The development of the TCN (Train Communication Network) standard started in 1990 as a cooperation between IEC and UIC. The work was carried out in IEC by the Working Group 22. The standard finally included 2 parts: the TCN Specification and the TCN Conformance Testing. The network architecture is on two levels: the consist level, within a vehicle or some permanently coupled vehicles, and the train level, ensuring communication between the different vehicles of the train. Some upper layers (Real Time Protocols) ensure end-to-end communication between devices. Network Management functions are included as well.

It took about ten years until the main document (part 1) was published as International Standard in 1999. Part 2 followed a little bit later. After that, WG22 was dismantled and the maintenance of the standard was assigned to WG43.
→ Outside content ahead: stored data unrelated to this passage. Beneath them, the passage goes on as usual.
//! One loaded board image and the structures decoded from it.
//!
//! An [`EditSession`] is created by [`EditSession::load`], mutated through its
//! edit methods, and written back by [`EditSession::rebuild`]. A rebuild works
//! on a scratch buffer and only replaces the session image once every splice
//! has been applied, so a failed rebuild leaves the loaded image authoritative.
//!
//! Rebuilding takes `&mut self`, so at most one rebuild can be in flight for a
//! session.

use thiserror::Error;

use crate::config::CodecConfig;
use crate::diagnostic::Diagnostic;
use crate::edit::{apply_splices, PatchError};
use crate::netlist::{decode_netlist, NetRecord, NetlistBlock, NetlistError, ENTRY_HEADER_LEN};
use crate::trailer::{
    append_trailer, decode_trailer, find_json_end, find_marker, BoardDocument, DocumentError,
    JsonTrailer, TrailerError, MARKER_LEN,
};

/// Failure to turn the edited session back into bytes.
///
/// The session image is unchanged whenever one of these is returned.
#[derive(Error, Debug)]
pub enum RebuildError {
    #[error("failed to encode net block: {0}")]
    Netlist(#[from] NetlistError),

    #[error("failed to encode JSON trailer: {0}")]
    Trailer(#[from] TrailerError),

    #[error("failed to apply splice: {0}")]
    Patch(#[from] PatchError),

    #[error("JSON trailer marker not found after rewriting the net block")]
    TrailerLost,
}

/// A rejected edit. The session is unchanged whenever one of these is returned.
#[derive(Error, Debug)]
pub enum EditError {
    #[error("no net block was decoded from this image")]
    NoNetlist,

    #[error("image has no JSON trailer")]
    NoTrailer,

    #[error("net position {position} out of range (have {len})")]
    PositionOutOfRange { position: usize, len: usize },

    #[error("net name must not be empty")]
    EmptyName,

    #[error("net name {name:?} contains control characters")]
    ControlCharacter { name: String },

    #[error("net name of {len} bytes exceeds the {max}-byte entry limit")]
    NameTooLong { len: usize, max: u32 },

    #[error(transparent)]
    Document(#[from] DocumentError),

    #[error(transparent)]
    Trailer(#[from] TrailerError),
}

/// Everything the decoders had to skip while loading.
#[derive(Debug, Clone, Default, PartialEq, Eq)]
pub struct LoadReport {
    pub warnings: Vec<Diagnostic>,
}

impl LoadReport {
    pub fn is_clean(&self) -> bool {
        self.warnings.is_empty()
    }
}

#[derive(Debug, Clone)]
pub struct EditSession {
    image: Vec<u8>,
    config: CodecConfig,
    netlist: Option<NetlistBlock>,
    trailer: Option<JsonTrailer>,
}

impl EditSession {
    /// Decode `image`. Never fails: whatever could not be decoded is reported
    /// in the returned [`LoadReport`].
    pub fn load(image: Vec<u8>, config: CodecConfig) -> (Self, LoadReport) {
        let mut warnings = Vec::new();
        let netlist = decode_netlist(&image, &config.netlist, &mut warnings);
        let trailer = decode_trailer(&image, &mut warnings);
        tracing::debug!(
            len = image.len(),
            nets = netlist.as_ref().map_or(0, |block| block.records.len()),
            trailer = trailer.is_some(),
            warnings = warnings.len(),
            "loaded board image"
        );
        (
            Self {
                image,
                config,
                netlist,
                trailer,
            },
            LoadReport { warnings },
        )
    }

    /// Replace the image, discarding every pending edit.
    pub fn reload(&mut self, image: Vec<u8>) -> LoadReport {
        let (session, report) = Self::load(image, self.config.clone());
        *self = session;
        report
    }

    pub fn image(&self) -> &[u8] {
        &self.image
    }

    pub fn into_image(self) -> Vec<u8> {
        self.image
    }

    pub fn config(&self) -> &CodecConfig {
        &self.config
    }

    pub fn netlist(&self) -> Option<&NetlistBlock> {
        self.netlist.as_ref()
    }

    /// Direct access to the decoded records. Edits made here bypass name
    /// validation and are checked again when the block is encoded.
    pub fn netlist_mut(&mut self) -> Option<&mut NetlistBlock> {
        self.netlist.as_mut()
    }

    pub fn records(&self) -> &[NetRecord] {
        self.netlist
            .as_ref()
            .map(|block| block.records.as_slice())
            .unwrap_or(&[])
    }

    pub fn trailer(&self) -> Option<&JsonTrailer> {
        self.trailer.as_ref()
    }

    pub fn document(&self) -> Option<&BoardDocument> {
        self.trailer.as_ref().map(|trailer| &trailer.document)
    }

    pub fn document_mut(&mut self) -> Option<&mut BoardDocument> {
        self.trailer.as_mut().map(|trailer| &mut trailer.document)
    }

    /// Position of the first record named exactly `name`.
    pub fn find_net(&self, name: &str) -> Option<usize> {
        self.records().iter().position(|record| record.name == name)
    }

    /// Rename the record at `position`, recomputing its encoded size.
    pub fn rename_net(&mut self, position: usize, name: &str) -> Result<(), EditError> {
        validate_net_name(name, self.config.netlist.max_entry_size)?;
        let block = self.netlist.as_mut().ok_or(EditError::NoNetlist)?;
        let len = block.records.len();
        let record = block
            .records
            .get_mut(position)
            .ok_or(EditError::PositionOutOfRange { position, len })?;
        tracing::debug!(position, from = %record.name, to = name, "renaming net");
        record.rename(name);
        Ok(())
    }

    /// Swap the whole trailer document for the JSON object in `text`.
    pub fn replace_json_text(&mut self, text: &str) -> Result<(), EditError> {
        let trailer = self.trailer.as_mut().ok_or(EditError::NoTrailer)?;
        trailer.document = BoardDocument::parse(text)?;
        Ok(())
    }

    /// Pretty-printed trailer document, if there is one.
    pub fn format_json(&self) -> Option<String> {
        self.document().map(BoardDocument::to_pretty_string)
    }

    /// Append a marker and the default document, then reload.
    ///
    /// Pending edits are discarded, as with any reload.
    pub fn add_json_trailer(&mut self) -> Result<LoadReport, EditError> {
        let image = add_json_trailer(&self.image, &self.config)?;
        Ok(self.reload(image))
    }

    /// Encode the current records and document back into the image.
    ///
    /// The net block is spliced first. The trailer is then located again by
    /// searching the new buffer for its marker before its payload is replaced.
    /// On success the session image is replaced and re-decoded, so offsets
    /// reflect the new layout.
    pub fn rebuild(&mut self) -> Result<&[u8], RebuildError> {
        let before = self.image.len();
        let mut working = match self.netlist.as_mut() {
            Some(block) => {
                let splice = block.encode(&self.image, self.config.netlist.max_entry_size)?;
                tracing::debug!(delta = splice.delta(), "applying net block splice");
                apply_splices(&self.image, &[splice])?
            }
            None => self.image.clone(),
        };

        if let Some(trailer) = &self.trailer {
            let relocated = relocate_trailer(&working, trailer)?;
            let splice = relocated.encode(&working)?;
            working = apply_splices(&working, &[splice])?;
        }

        tracing::debug!(before, after = working.len(), "rebuilt board image");

        let mut warnings = Vec::new();
        let netlist = decode_netlist(&working, &self.config.netlist, &mut warnings);
        let trailer = decode_trailer(&working, &mut warnings);
        for warning in &warnings {
            tracing::debug!(%warning, "finding in rebuilt image");
        }
        self.image = working;
        self.netlist = netlist;
        self.trailer = trailer;
        Ok(&self.image)
    }
}

/// `bytes` with a marker and the default document appended.
pub fn add_json_trailer(bytes: &[u8], config: &CodecConfig) -> Result<Vec<u8>, TrailerError> {
    append_trailer(
        bytes,
        &BoardDocument::default_board(),
        config.trailer.marker,
        config.trailer.pretty_on_append,
    )
}

fn validate_net_name(name: &str, max_entry_size: u32) -> Result<(), EditError> {
    if name.is_empty() {
        return Err(EditError::EmptyName);
    }
    // Control characters are stripped on decode and would desync the record.
    if name.chars().any(char::is_control) {
        return Err(EditError::ControlCharacter {
            name: name.to_string(),
        });
    }
    if ENTRY_HEADER_LEN + name.len() > max_entry_size as usize {
        return Err(EditError::NameTooLong {
            len: name.len(),
            max: max_entry_size,
        });
    }
    Ok(())
}

/// The trailer's current document placed at the marker found in `buf`.
fn relocate_trailer(buf: &[u8], trailer: &JsonTrailer) -> Result<JsonTrailer, RebuildError> {
    let (marker_offset, marker) = find_marker(buf).ok_or(RebuildError::TrailerLost)?;
    let payload_start = marker_offset + MARKER_LEN;
    let payload_end = find_json_end(buf, payload_start);
    tracing::debug!(
        old_offset = trailer.marker_offset,
        new_offset = marker_offset,
        payload_start,
        payload_end,
        "re-derived JSON trailer location"
    );
    Ok(JsonTrailer {
        marker,
        marker_offset,
        payload_start,
        payload_end,
        document: trailer.document.clone(),
    })
}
The Working Group 43 main tasks are to review the already existing TCN parts, while at the same time defining new specifications which had been approved as new parts of the standard. Therefore the new version includes a wider range of networking solutions, like the CAN bus and a complete Ethernet based high-speed solution at both consist (ECN) and train (ETB) level. A communication link between the onboard network and systems on the ground is included, as well as upper layers for end-to-end communication (Communication Profile) and application interface (Application Profile). Finally, a subgroup has been added for preparing a Technical Report (TR) for a wireless train backbone solution.

Many parts of such structure are completely new and many of them are approaching their final approval (see table below: n.a. means not applicable, as not all steps are mandatory). Therefore they will need to be implemented by all companies wishing to use the standard in their products. This can be a strong effort even for big companies, not to speak about small and medium enterprises (SMEs).
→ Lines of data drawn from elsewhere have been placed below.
//! Boardpatch: edit the net block and JSON trailer of binary board images
//!
//! A board image carries two editable structures inside otherwise opaque
//! bytes: a length-prefixed block of net entries located through a header
//! field, and an optional JSON document appended after a fixed marker.
//! Everything else in the file is preserved byte-for-byte.
//!
//! # Architecture
//!
//! All writes compile down to a single primitive: [`Splice`], a verified
//! byte-range replacement applied by [`apply_splices`]. The codecs only decide
//! *which* range to replace and with what; the splice layer checks that the
//! replaced bytes are the ones the codec decoded and that the output stays
//! within its planned size.
//!
//! # Safety
//!
//! - Every splice verifies its before-bytes before applying
//! - A failed rebuild leaves the loaded image untouched
//! - Trailer offsets are re-derived from the rebuilt buffer, never shifted
//! - Atomic file writes (tempfile + fsync + rename)
//! - Decode problems are reported as [`Diagnostic`]s, never as panics
//!
//! # Example
//!
//! ```no_run
//! use boardpatch::{CodecConfig, EditSession};
//!
//! let bytes = std::fs::read("board.pcb").unwrap();
//! let (mut session, report) = EditSession::load(bytes, CodecConfig::default());
//! for warning in &report.warnings {
//!     eprintln!("{warning}");
//! }
//!
//! if let Some(position) = session.find_net("GND") {
//!     session.rename_net(position, "GND_MAIN").unwrap();
//! }
//! let rebuilt = session.rebuild().unwrap();
//! std::fs::write("board.out.pcb", rebuilt).unwrap();
//! ```

pub mod config;
pub mod cursor;
pub mod diagnostic;
pub mod edit;
pub mod layout;
pub mod netlist;
pub mod safety;
pub mod session;
pub mod trailer;

// Re-exports
pub use config::{discover, load_from_path, load_from_str, CodecConfig, ConfigError};
pub use diagnostic::{Diagnostic, DiagnosticKind};
pub use edit::{apply_splices, PatchError, Splice, SpliceVerification};
pub use layout::{HeaderLayout, LayoutChoice};
pub use netlist::{decode_netlist, BlockEndPolicy, NetRecord, NetlistBlock, NetlistError};
pub use safety::{atomic_write, SafetyError, SourceGuard};
pub use session::{add_json_trailer, EditError, EditSession, LoadReport, RebuildError};
pub use trailer::{
    decode_trailer, diode_reading, BoardDocument, DocumentError, JsonTrailer, MarkerVariant,
    TrailerError,
};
TCNOpen was created in order to tackle some of the technical and commercial problems related to the implementation of the new railway standards.

An Open Source initiative appears to be appropriate for the development of standards, as:
  1. It allows to share the development effort and costs
  2. It avoids to have multiple implementations, possibly diverging in minor details, so that to hinder interoperability between resulting products
  3. It ensures a wider test platform and therefore a better software quality, summing up experiences and improvements from all involved partners.

Proof of this is the rapid growth of the number of involved participants (full Partners or Observers) since the founding of the initiative from a group of 5 core partners, at the beginning of 2012.